The takeaway: document structure itself determines agent behavior and cost. Putting llms.txt on your site isn’t enough — you have to design granularity on top of it. A useful warning.

Practical impact

Making your site agent-ready is still optional as of 2026, but judging by Radar’s numbers it could transition to “if you don’t do this, you won’t get discovered” within months.

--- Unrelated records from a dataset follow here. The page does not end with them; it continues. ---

//! 日志初始化

use tracing_subscriber::EnvFilter;

/// 初始化 tracing 日志
///
/// 默认 info 级别，可通过 RUST_LOG 环境变量覆盖
pub fn init() {
    let filter = EnvFilter::try_from_default_env().unwrap_or_else(|_| EnvFilter::new("info"));

    let _ = tracing_subscriber::fmt()
        .with_env_filter(filter)
        .with_target(false)
        .try_init();
}
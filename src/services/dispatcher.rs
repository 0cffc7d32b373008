//! 点击分发服务
//!
//! 把投票结果落到屏幕上：先解析选项的绝对点击点并单击，
//! 再重截区域定位提交/下一题按钮并单击。
//! 坐标解析是纯函数，所有失败路径都有具名错误。

use std::sync::Arc;

use image::DynamicImage;
use tracing::{info, warn};

use crate::config::Config;
use crate::error::{AppError, AppResult, DispatchError};
use crate::infrastructure::{find_best_match, PointerControl, ScreenCapture};
use crate::models::{OcrMapping, StructuredQuestion};

pub struct ActionDispatcher {
    screen: Arc<dyn ScreenCapture>,
    pointer: Arc<dyn PointerControl>,
    template_path: String,
    match_threshold: f32,
}

/// 把投票结果解析为绝对屏幕点击点
///
/// 解析链：位置键 → 选项 → 锚点 tag → WordToken 外接框中心，
/// 最后叠加截取区域原点。链上任何一环断裂都返回具名错误。
pub fn resolve_click_point(
    question: &StructuredQuestion,
    index: u32,
    mapping: &OcrMapping,
    region_origin: (i32, i32),
) -> AppResult<(i32, i32)> {
    let answer = question
        .answers
        .get(&index)
        .ok_or(AppError::Dispatch(DispatchError::AnswerIndexNotFound {
            index,
        }))?;

    let tag = answer
        .tag
        .ok_or(AppError::Dispatch(DispatchError::MissingTag { index }))?;

    let word = mapping
        .get(&tag)
        .ok_or(AppError::Dispatch(DispatchError::TagNotInMapping { tag }))?;

    let (cx, cy) = word.center();
    Ok((region_origin.0 + cx, region_origin.1 + cy))
}

impl ActionDispatcher {
    pub fn new(
        config: &Config,
        screen: Arc<dyn ScreenCapture>,
        pointer: Arc<dyn PointerControl>,
    ) -> Self {
        Self {
            screen,
            pointer,
            template_path: config.submit_template_path.clone(),
            match_threshold: config.template_match_threshold,
        }
    }

    fn load_template(&self) -> AppResult<DynamicImage> {
        image::open(&self.template_path).map_err(|e| {
            AppError::Dispatch(DispatchError::TemplateLoadFailed {
                path: self.template_path.clone(),
                source: Box::new(e),
            })
        })
    }

    /// 点击选中的选项，再定位并点击提交/下一题按钮
    ///
    /// 两次点击之间重新截取区域：选项点击后页面状态可能变化，
    /// 旧帧里的按钮位置不可信。
    pub fn dispatch(
        &self,
        question: &StructuredQuestion,
        index: u32,
        mapping: &OcrMapping,
        region: (i32, i32, u32, u32),
    ) -> AppResult<()> {
        let (x, y) = resolve_click_point(question, index, mapping, (region.0, region.1))?;
        info!("👆 点击选项 {} @ ({}, {})", index, x, y);
        self.pointer.click(x, y)?;

        self.click_submit(region)
    }

    /// 在区域内模板匹配提交按钮并点击
    pub fn click_submit(&self, region: (i32, i32, u32, u32)) -> AppResult<()> {
        let template = self.load_template()?;
        let frame = self.screen.capture_region(region)?;

        let best = find_best_match(&frame, &template);
        match best {
            Some(m) if m.score >= self.match_threshold => {
                let x = region.0 + m.center_x;
                let y = region.1 + m.center_y;
                info!("👆 点击提交按钮 @ ({}, {})，相似度 {:.3}", x, y, m.score);
                self.pointer.click(x, y)
            }
            Some(m) => {
                warn!(
                    "🔎 提交按钮相似度 {:.3} 低于阈值 {:.3}",
                    m.score, self.match_threshold
                );
                Err(AppError::Dispatch(DispatchError::SubmitButtonNotFound {
                    best_score: m.score,
                    threshold: self.match_threshold,
                }))
            }
            None => Err(AppError::Dispatch(DispatchError::SubmitButtonNotFound {
                best_score: f32::NEG_INFINITY,
                threshold: self.match_threshold,
            })),
        }
    }
}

For SaaS and API providers in particular, setting up MCP Server Card, API Catalog, and OAuth discovery early raises the odds of being picked by agents.

For personal or small sites, rather than standing up an MCP server, the most cost-effective first moves are supporting Accept: text/markdown and declaring Content Signals. Markdown content negotiation is nearly free to implement and dramatically lowers token usage, which makes your site more attractive to agents.

If you’re already running coding agents, you can adopt the workflow today: take the prompt that isitagentready.com returns for a failed check and hand it straight to Claude Code or Codex. Unlike Lighthouse, the actual implementation work of raising the score can be outsourced to the agent itself — which is a fun twist.